I watched the first season of House of the Dragon. I liked it, despite repeated misogyny and body horror. I know it’s being done for a reason, but honestly, I could have done without it.
Finally, I watched Red Notice. Fun triple-heist, opposites attract/buddy comedy, long con, double cross, and double-double cross, with a little Indiana Jones thrown in. You’d think with so many tropes, the movie wouldn’t be coherent, but the writers dove into each trope with such gusto, it all worked. And Ryan Reynolds is always entertaining.
Moving on to the month in reading, I read Kazuo Ishiguro’s Klara and the Sun. It’s very Velveteen Rabbit and gave me the same feels. Klara is an artificial friend (AF) who is purchased for a young girl, Josie, by her mother. Josie is sick and needs Klara is ways most other children don’t need their AFs. Klara is solar powered but has a special relationship with the sun. She plans to cure Josie with the sun’s “special energy.”

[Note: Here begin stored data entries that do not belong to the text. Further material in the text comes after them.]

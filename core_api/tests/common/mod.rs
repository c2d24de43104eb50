//! In-process relay for end-to-end tests.
//!
//! Speaks just enough of the `iridium_*` JSON RPC surface: subscribe and
//! unsubscribe are acknowledged and tracked per connection, publishes are
//! acknowledged and forwarded to every other subscriber of the topic as
//! `iridium_subscription` notifications.

use {
    futures_util::{SinkExt, StreamExt},
    once_cell::sync::Lazy,
    relay_rpc::{
        domain::{SubscriptionId, Topic},
        rpc::{
            MessageIdGenerator, Params, Payload, Request, Response, SuccessfulResponse,
        },
    },
    std::collections::HashMap,
    std::sync::Arc,
    tokio::{
        net::{TcpListener, TcpStream},
        sync::{mpsc, Mutex},
    },
    tokio_tungstenite::{accept_async, tungstenite::Message},
};

static MESSAGE_IDS: Lazy<MessageIdGenerator> = Lazy::new(MessageIdGenerator::new);

struct Peer {
    tx: mpsc::UnboundedSender<Message>,
    subscriptions: HashMap<Topic, SubscriptionId>,
}

type Peers = Arc<Mutex<HashMap<u64, Peer>>>;

pub struct MockRelay {
    pub address: String,
}

/// Initializes test logging from `RUST_LOG`. Repeated calls are no-ops.
pub fn init_tracing() {
    let _ = tracing_subscriber::fmt()
        .with_env_filter(tracing_subscriber::EnvFilter::from_default_env())
        .try_init();
}

impl MockRelay {
    /// Binds to an ephemeral local port and starts serving.
    pub async fn start() -> anyhow::Result<Self> {
        init_tracing();

        let listener = TcpListener::bind("127.0.0.1:0").await?;
        let address = format!("ws://{}", listener.local_addr()?);
        let peers: Peers = Arc::default();

        tokio::spawn(accept_loop(listener, peers));

        Ok(Self { address })
    }
}

async fn accept_loop(listener: TcpListener, peers: Peers) {
    let mut next_conn_id = 0u64;

    while let Ok((stream, _)) = listener.accept().await {
        next_conn_id += 1;
        tokio::spawn(serve_connection(stream, next_conn_id, peers.clone()));
    }
}

async fn serve_connection(stream: TcpStream, conn_id: u64, peers: Peers) {
    let socket = match accept_async(stream).await {
        Ok(socket) => socket,
        Err(_) => return,
    };

    let (mut sink, mut source) = socket.split();
    let (tx, mut rx) = mpsc::unbounded_channel::<Message>();

    peers.lock().await.insert(
        conn_id,
        Peer {
            tx: tx.clone(),
            subscriptions: HashMap::new(),
        },
    );

    let writer = tokio::spawn(async move {
        while let Some(message) = rx.recv().await {
            if sink.send(message).await.is_err() {
                break;
            }
        }
    });

    while let Some(Ok(frame)) = source.next().await {
        let Message::Text(text) = frame else { continue };

        // Client acks for forwarded subscriptions parse as responses and
        // need no handling.
        let Ok(Payload::Request(request)) = serde_json::from_str::<Payload>(&text) else {
            continue;
        };

        handle_request(conn_id, request, &peers, &tx).await;
    }

    peers.lock().await.remove(&conn_id);
    writer.abort();
}

async fn handle_request(
    conn_id: u64,
    request: Request,
    peers: &Peers,
    tx: &mpsc::UnboundedSender<Message>,
) {
    match request.params {
        Params::Subscribe(subscribe) => {
            let subscription_id = SubscriptionId::generate();

            if let Some(peer) = peers.lock().await.get_mut(&conn_id) {
                peer.subscriptions
                    .insert(subscribe.topic, subscription_id.clone());
            }

            respond(tx, request.id, serde_json::json!(subscription_id));
        }

        Params::Unsubscribe(unsubscribe) => {
            if let Some(peer) = peers.lock().await.get_mut(&conn_id) {
                peer.subscriptions.remove(&unsubscribe.topic);
            }

            respond(tx, request.id, serde_json::json!(true));
        }

        Params::Publish(publish) => {
            respond(tx, request.id, serde_json::json!(true));

            let published_at = chrono::Utc::now().timestamp_millis();
            let peers = peers.lock().await;

            for (peer_id, peer) in peers.iter() {
                // The publisher does not receive its own message back.
                if *peer_id == conn_id {
                    continue;
                }

                let Some(subscription_id) = peer.subscriptions.get(&publish.topic) else {
                    continue;
                };

                let forward = publish.as_subscription(
                    MESSAGE_IDS.next(),
                    subscription_id.clone(),
                    published_at,
                );

                if let Ok(serialized) = serde_json::to_string(&Payload::Request(forward)) {
                    peer.tx.send(Message::Text(serialized)).ok();
                }
            }
        }

        Params::Subscription(_) => {
            // Clients never send this; tolerate and ack.
            respond(tx, request.id, serde_json::json!(true));
        }
    }
}

fn respond(
    tx: &mpsc::UnboundedSender<Message>,
    id: relay_rpc::domain::MessageId,
    result: serde_json::Value,
) {
    let response = Payload::Response(Response::Success(SuccessfulResponse::new(id, result)));

    if let Ok(serialized) = serde_json::to_string(&response) {
        tx.send(Message::Text(serialized)).ok();
    }
}
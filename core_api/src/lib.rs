//! The core of the relay protocol client: end-to-end encrypted,
//! topic-addressed JSON RPC messaging between two peers mediated by an
//! untrusted relay.
//!
//! The building blocks are assembled by [`Core`]: the [`Keychain`] and
//! envelope [`Crypto`], the typed persistent [`Store`], the [`Expirer`],
//! the [`Relayer`] over the websocket transport, the [`MessageHandler`]
//! dispatch and the [`PairingManager`]. Higher-level clients (Sign, Auth)
//! build on top of these and are out of scope here.

pub use {
    crate::{
        crypto::{Crypto, Keychain},
        error::{Error, Result},
        expirer::{Expirer, ExpirerEvent, ExpiryTarget},
        message_handler::{
            HandlerToken, MessageHandler, RequestContext, ResponseContext, ResponseReceiver,
        },
        pairing::{PairingEvent, PairingManager, PairingRecord, PairingUri},
        relayer::{InboundMessage, PublishOptions, Relayer},
        storage::{KeyValueStorage, MemoryKvStorage},
        store::Store,
    },
    relay_client::ConnectionOptions,
};

pub mod crypto;
pub mod error;
pub mod expirer;
pub mod message_handler;
pub mod pairing;
pub mod relayer;
pub mod rpc;
pub mod storage;
pub mod store;

use std::sync::Arc;

/// Current unix time in whole seconds.
pub(crate) fn unix_now() -> u64 {
    chrono::Utc::now().timestamp().max(0) as u64
}

/// The assembled core client.
///
/// Owns every subsystem. Subsystems only hold handles downward (keychain,
/// relayer, stores), so the core can be dropped as a unit; the pairing
/// manager's inbound handlers hold weak references back into it.
///
/// Construction requires a running tokio runtime: the expirer, the relayer
/// and the message handler spawn their worker tasks immediately.
pub struct Core {
    storage: Arc<dyn KeyValueStorage>,
    keychain: Arc<Keychain>,
    crypto: Crypto,
    expirer: Arc<Expirer>,
    relayer: Relayer,
    message_handler: MessageHandler,
    pairing: Arc<PairingManager>,
}

impl Core {
    pub fn new(opts: ConnectionOptions, storage: Arc<dyn KeyValueStorage>) -> Result<Self> {
        let keychain = Arc::new(Keychain::new(storage.clone())?);
        let crypto = Crypto::new(keychain.clone());
        let expirer = Arc::new(Expirer::new(storage.clone())?);

        let (relayer, messages) = Relayer::new(opts, storage.clone())?;
        let message_handler = MessageHandler::new(crypto.clone(), relayer.clone(), messages);

        let pairing = PairingManager::new(
            storage.clone(),
            keychain.clone(),
            relayer.clone(),
            message_handler.clone(),
            expirer.clone(),
        );

        Ok(Self {
            storage,
            keychain,
            crypto,
            expirer,
            relayer,
            message_handler,
            pairing,
        })
    }

    /// Opens the relay connection and re-establishes persisted
    /// subscriptions.
    pub async fn connect(&self) -> Result<()> {
        self.relayer.connect().await
    }

    pub fn pairing(&self) -> &Arc<PairingManager> {
        &self.pairing
    }

    pub fn relayer(&self) -> &Relayer {
        &self.relayer
    }

    pub fn message_handler(&self) -> &MessageHandler {
        &self.message_handler
    }

    pub fn crypto(&self) -> &Crypto {
        &self.crypto
    }

    pub fn keychain(&self) -> &Arc<Keychain> {
        &self.keychain
    }

    pub fn expirer(&self) -> &Arc<Expirer> {
        &self.expirer
    }

    pub fn storage(&self) -> &Arc<dyn KeyValueStorage> {
        &self.storage
    }
}
pub mod keychain;
pub mod payload;

pub use {
    keychain::{derive_topic, Keychain},
    payload::{EnvelopeType, PayloadError, SymKey},
};

use {
    crate::error::{Error, Result},
    data_encoding::HEXLOWER_PERMISSIVE,
    relay_rpc::domain::Topic,
    std::sync::Arc,
};

/// Envelope encryption and decryption bound to the [`Keychain`].
#[derive(Debug, Clone)]
pub struct Crypto {
    keychain: Arc<Keychain>,
}

impl Crypto {
    pub fn new(keychain: Arc<Keychain>) -> Self {
        Self { keychain }
    }

    pub fn keychain(&self) -> &Arc<Keychain> {
        &self.keychain
    }

    /// Encrypts `payload` with the symmetric key stored for `topic` and
    /// encodes the envelope for transport.
    pub fn encode(
        &self,
        topic: &Topic,
        payload: &str,
        envelope_type: EnvelopeType,
    ) -> Result<String> {
        let key = self.keychain.get_sym_key(topic)?;

        Ok(payload::encrypt_and_encode(envelope_type, payload, &key)?)
    }

    /// Decodes and decrypts a type 0 envelope received on `topic`.
    ///
    /// Type 1 envelopes carry a sender public key and need the receiver key
    /// for the agreement, see [`Crypto::decode_type1`].
    pub fn decode(&self, topic: &Topic, message: &str) -> Result<String> {
        let envelope = payload::decode(message)?;

        match &envelope.envelope_type {
            EnvelopeType::Type0 => {
                let key = self.keychain.get_sym_key(topic)?;

                Ok(payload::decrypt_envelope(&envelope, &key)?)
            }

            EnvelopeType::Type1 { .. } => Err(Error::InvalidEnvelope(
                "type 1 envelope requires the receiver public key".into(),
            )),
        }
    }

    /// Decodes and decrypts a type 1 envelope: derives the symmetric key
    /// from our keypair (addressed by `receiver_public_key`) and the sender
    /// public key carried in the envelope, stores it under `topic`, then
    /// decrypts.
    pub fn decode_type1(
        &self,
        topic: &Topic,
        message: &str,
        receiver_public_key: &str,
    ) -> Result<String> {
        let envelope = payload::decode(message)?;

        let EnvelopeType::Type1 { sender_public_key } = &envelope.envelope_type else {
            return Err(Error::InvalidEnvelope("expected a type 1 envelope".into()));
        };

        let sender_hex = HEXLOWER_PERMISSIVE.encode(sender_public_key);
        let derived =
            self.keychain
                .generate_shared_key(receiver_public_key, &sender_hex, Some(topic.clone()))?;
        let key = self.keychain.get_sym_key(&derived)?;

        Ok(payload::decrypt_envelope(&envelope, &key)?)
    }
}

#[cfg(test)]
mod tests {
    use {super::*, crate::storage::MemoryKvStorage, anyhow::Result};

    fn crypto() -> Crypto {
        Crypto::new(Arc::new(
            Keychain::new(Arc::new(MemoryKvStorage::new())).unwrap(),
        ))
    }

    #[test]
    fn encode_decode_roundtrip() -> Result<()> {
        let crypto = crypto();
        let topic = crypto.keychain().set_sym_key([9u8; 32])?;

        let payload = r#"{"id":1}"#;
        let encoded = crypto.encode(&topic, payload, EnvelopeType::Type0)?;

        assert_eq!(crypto.decode(&topic, &encoded)?, payload);

        Ok(())
    }

    #[test]
    fn unknown_topic_is_rejected() {
        let crypto = crypto();
        let topic = Topic::generate();

        assert!(matches!(
            crypto.encode(&topic, "payload", EnvelopeType::Type0),
            Err(Error::NoMatchingKey(_))
        ));
    }

    #[test]
    fn tampered_message_fails_authentication() -> Result<()> {
        let crypto = crypto();
        let topic = crypto.keychain().set_sym_key([8u8; 32])?;

        let encoded = crypto.encode(&topic, "payload", EnvelopeType::Type0)?;

        let mut data = base64::Engine::decode(
            &base64::prelude::BASE64_STANDARD,
            encoded.as_bytes(),
        )?;
        if let Some(byte) = data.last_mut() {
            *byte ^= 0xff;
        }
        let tampered =
            base64::Engine::encode(&base64::prelude::BASE64_STANDARD, &data);

        assert!(matches!(
            crypto.decode(&topic, &tampered),
            Err(Error::AuthenticationFailed)
        ));

        Ok(())
    }

    #[test]
    fn type1_decode_derives_shared_key() -> Result<()> {
        let sender = crypto();
        let receiver = crypto();

        let sender_public = sender.keychain().generate_key_pair()?;
        let receiver_public = receiver.keychain().generate_key_pair()?;

        // The sender derives the shared key against the receiver public key
        // and seals a type 1 envelope carrying its own public key.
        let topic = sender
            .keychain()
            .generate_shared_key(&sender_public, &receiver_public, None)?;

        let sender_key_bytes: crate::crypto::payload::PubKey = {
            let decoded = HEXLOWER_PERMISSIVE.decode(sender_public.as_bytes())?;
            decoded.try_into().expect("32-byte public key")
        };

        let key = sender.keychain().get_sym_key(&topic)?;
        let encoded = payload::encrypt_and_encode(
            EnvelopeType::Type1 {
                sender_public_key: sender_key_bytes,
            },
            r#"{"id":42}"#,
            &key,
        )?;

        // The receiver only has its own keypair and the envelope.
        let decoded = receiver.decode_type1(&topic, &encoded, &receiver_public)?;
        assert_eq!(decoded, r#"{"id":42}"#);

        // The derived key is now stored under the topic, so type 0 traffic
        // can continue on it.
        assert!(receiver.keychain().has_keys(topic.as_ref()));

        Ok(())
    }
}
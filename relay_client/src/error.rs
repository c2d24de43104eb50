use relay_rpc::rpc::ErrorData;
pub use tokio_tungstenite::tungstenite::protocol::CloseFrame;

pub type TransportError = tokio_tungstenite::tungstenite::Error;
pub type BoxError = Box<dyn std::error::Error + Send + Sync>;

/// Wrapper around the websocket [`CloseFrame`] providing info about the
/// connection closing reason.
#[derive(Debug, Clone)]
pub struct CloseReason(pub Option<CloseFrame<'static>>);

impl std::fmt::Display for CloseReason {
    fn fmt(&self, f: &mut std::fmt::Formatter<'_>) -> std::fmt::Result {
        if let Some(frame) = &self.0 {
            frame.fmt(f)
        } else {
            f.write_str("<close frame unavailable>")
        }
    }
}

/// Errors generated while parsing
/// [`ConnectionOptions`][crate::ConnectionOptions] and creating an HTTP
/// request for the websocket connection.
#[derive(Debug, thiserror::Error)]
pub enum RequestBuildError {
    #[error("Failed to serialize connection query: {0}")]
    Query(#[from] serde_qs::Error),

    #[error("Failed to add request headers")]
    Headers,

    #[error("Failed to create websocket request: {0}")]
    Other(TransportError),
}

/// Possible relay client errors.
#[derive(Debug, thiserror::Error)]
pub enum ClientError {
    #[error("Failed to build connection request: {0}")]
    RequestBuilder(#[from] RequestBuildError),

    /// The relay endpoint could not be reached. Covers refused connections,
    /// failed DNS resolution and connect timeouts. Operations failing with
    /// this error may be retried once connectivity recovers.
    #[error("Relay unavailable: {0}")]
    Unavailable(String),

    #[error("Failed to connect: {0}")]
    ConnectionFailed(TransportError),

    #[error("Connection closed: {0}")]
    ConnectionClosed(CloseReason),

    #[error("Failed to close connection: {0}")]
    ClosingFailed(TransportError),

    #[error("Websocket transport error: {0}")]
    Transport(TransportError),

    #[error("Not connected")]
    NotConnected,

    #[error("Internal error: Channel closed")]
    ChannelClosed,

    #[error("Internal error: Duplicate request ID")]
    DuplicateRequestId,

    #[error("Invalid response ID")]
    InvalidResponseId,

    #[error("Serialization failed: {0}")]
    Serialization(serde_json::Error),

    #[error("Deserialization failed: {0}")]
    Deserialization(serde_json::Error),

    #[error("RPC error ({code}): {message}")]
    Rpc { code: i32, message: String },

    #[error("Invalid request type")]
    InvalidRequestType,
}

impl ClientError {
    /// Whether the error indicates an unreachable relay endpoint.
    pub fn is_unavailable(&self) -> bool {
        matches!(self, Self::Unavailable(_))
    }
}

impl From<ErrorData> for ClientError {
    fn from(err: ErrorData) -> Self {
        Self::Rpc {
            code: err.code,
            message: err.message,
        }
    }
}

/// Well-known connectivity failures are surfaced as
/// [`ClientError::Unavailable`] so that the upper layers can schedule a
/// reconnect instead of failing hard.
pub(crate) fn is_transport_unavailable(err: &TransportError) -> bool {
    if let TransportError::Io(err) = err {
        if matches!(
            err.kind(),
            std::io::ErrorKind::ConnectionRefused | std::io::ErrorKind::TimedOut
        ) {
            return true;
        }
    }

    // DNS failures surface as opaque IO errors with platform-specific
    // messages (`ENOTFOUND` on some stacks, `failed to lookup address` on
    // others).
    let message = err.to_string();

    message.contains("ECONNREFUSED")
        || message.contains("ENOTFOUND")
        || message.contains("failed to lookup address")
        || message.contains("dns error")
}
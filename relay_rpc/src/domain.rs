use {
    crate::new_type,
    derive_more::{AsMut, AsRef},
    serde::{Deserialize, Serialize},
    std::{str::FromStr, sync::Arc},
};

#[cfg(test)]
mod tests;

#[derive(Debug, Clone, thiserror::Error, PartialEq, Eq)]
pub enum DecodingError {
    #[error("Invalid encoding")]
    Encoding,

    #[error("Invalid data length")]
    Length,
}

new_type!(
    #[doc = "Represents the topic type."]
    #[as_ref(forward)]
    #[from(forward)]
    Topic: Arc<str>
);

new_type!(
    #[doc = "Represents the subscription ID type."]
    #[as_ref(forward)]
    #[from(forward)]
    SubscriptionId: Arc<str>
);

new_type!(
    #[doc = "Represents the project ID type."]
    #[as_ref(forward)]
    #[from(forward)]
    ProjectId: Arc<str>
);

new_type!(
    #[doc = "Represents the message ID type."]
    #[derive(Copy)]
    MessageId: #[serde(deserialize_with = "crate::serde_helpers::message_id::deserialize")] u64
);

impl MessageId {
    pub fn is_zero(&self) -> bool {
        // Message ID `0` is used when an inbound request failed to parse for
        // whatever reason, and the peer doesn't know the message ID of that
        // request, but still wants to communicate the error.
        self.0 == 0
    }
}

macro_rules! impl_byte_array_newtype {
    ($NewType:ident, $ParentType:ident, $ByteLength:expr) => {
        #[derive(
            Debug, Default, Clone, Hash, PartialEq, Eq, AsRef, AsMut, Serialize, Deserialize,
        )]
        #[as_ref(forward)]
        #[as_mut(forward)]
        #[serde(transparent)]
        pub struct $NewType(pub [u8; $ByteLength]);

        impl $NewType {
            pub const LENGTH: usize = $ByteLength;

            pub fn generate() -> Self {
                Self(rand::Rng::gen::<[u8; $ByteLength]>(&mut rand::thread_rng()))
            }
        }

        impl FromStr for $NewType {
            type Err = DecodingError;

            fn from_str(val: &str) -> Result<Self, Self::Err> {
                let enc_len = val.len();
                if enc_len == 0 {
                    return Err(DecodingError::Length);
                }

                let dec_len = data_encoding::HEXLOWER_PERMISSIVE
                    .decode_len(enc_len)
                    .map_err(|_| DecodingError::Length)?;

                if dec_len != $ByteLength {
                    return Err(DecodingError::Length);
                }

                let mut data = Self::default();

                data_encoding::HEXLOWER_PERMISSIVE
                    .decode_mut(val.as_bytes(), &mut data.0)
                    .map_err(|_| DecodingError::Encoding)?;

                Ok(data)
            }
        }

        impl std::fmt::Display for $NewType {
            fn fmt(&self, f: &mut std::fmt::Formatter<'_>) -> std::fmt::Result {
                f.write_str(&data_encoding::HEXLOWER_PERMISSIVE.encode(&self.0))
            }
        }

        const _: () = {
            impl $ParentType {
                pub fn decode(&self) -> Result<$NewType, DecodingError> {
                    $NewType::try_from(self.clone())
                }

                pub fn generate() -> Self {
                    Self::from($NewType::generate())
                }
            }
        };

        impl From<$NewType> for $ParentType {
            fn from(val: $NewType) -> Self {
                Self(val.to_string().into())
            }
        }

        impl TryFrom<$ParentType> for $NewType {
            type Error = DecodingError;

            fn try_from(value: $ParentType) -> Result<Self, Self::Error> {
                value.as_ref().parse()
            }
        }
    };
}

impl_byte_array_newtype!(DecodedTopic, Topic, 32);
impl_byte_array_newtype!(DecodedSubscription, SubscriptionId, 32);
impl_byte_array_newtype!(DecodedProjectId, ProjectId, 16);
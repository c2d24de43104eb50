//! This crate provides domain interfaces and RPC data types that are shared
//! between the relay transport and the core client.

pub mod domain;
pub mod macros;
pub mod rpc;
pub mod serde_helpers;
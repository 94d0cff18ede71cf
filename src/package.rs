use std::fmt;
use serde::Serialize;

/// One installable tool, as declared in the tools file.
///
/// `module` and `version` stay empty until the package is resolved against the
/// dependency manifest.
#[derive(Debug, Clone, Default, PartialEq, Eq, Serialize)]
pub struct Package {
    /// Full import path, e.g. `github.com/a-h/templ/cmd/templ`.
    pub path: String,
    /// Root path of the module that owns `path`.
    pub module: String,
    /// Exact pinned version of `module`, e.g. `v0.3.819`.
    pub version: String,
}

impl Package {
    pub fn new(path: impl Into<String>) -> Self {
        Package {
            path: path.into(),
            ..Default::default()
        }
    }

    pub fn is_resolved(&self) -> bool {
        !self.module.is_empty() && !self.version.is_empty()
    }

    /// Last segment of the import path. This is the name `go install` gives the binary.
    pub fn command_name(&self) -> &str {
        match self.path.rsplit_once('/') {
            Some((_, name)) => name,
            None => &self.path,
        }
    }

    /// Versioned file name used in the binary cache: `<command>@<version>`.
    pub fn bin_name(&self) -> String {
        format!("{}@{}", self.command_name(), self.version)
    }
}

impl fmt::Display for Package {
    fn fmt(&self, f: &mut fmt::Formatter<'_>) -> fmt::Result {
        if self.version.is_empty() {
            write!(f, "{}", self.path)
        } else {
            write!(f, "{}@{}", self.path, self.version)
        }
    }
}

/// Splits a cached binary name back into `(command, version)` on the last `@`.
pub fn split_bin_name(bin_name: &str) -> Option<(&str, &str)> {
    let (command, version) = bin_name.rsplit_once('@')?;
    if command.is_empty() || version.is_empty() {
        return None;
    }
    Some((command, version))
}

But the mother has other reasons for purchasing Klara and as the mystery unravels and Josie gets sicker, Klara takes drastic measures to save her girl. The ending is bittersweet.
Then, I listened to The Sandman, Act III by Neil Gaiman. S&S Audio pulled out all the stops. Orchestral score, sound effects, actors like James MacAvoy. I can’t imagine how long it takes to produce these things, but bravo. And I loved it.
Next up was Gail Carriger’s Changeless, the second in her Parasol Protectorate series. Alexia stops a humanizing “weapon” from being used to manipulate the supernatural world, but her friend Ivy elopes with an actor and, when it’s revealed she’s pregnant, her werewolf husband suspects her of infidelity, because supernaturals can’t procreate.
I also finished reading Tanya Huff’s The Future Falls. It’s the third in the Gale Women series, but I suspect that each book is fairly standalone. Essentially, Gale Seer Aunt Catharine (all the powerful women in the family are Aunts—the capital counts) Sees that an asteroid is going to strike Earth in an extinction-level event. The Gales can protect themselves, but Charlie wants to save the world. She’s kind of grown to like it, mostly because of the music.
And that was the month in this writer’s life.
Until next tipsday, the last for November, be well and stay safe; be kind and stay strong. The world needs your stories!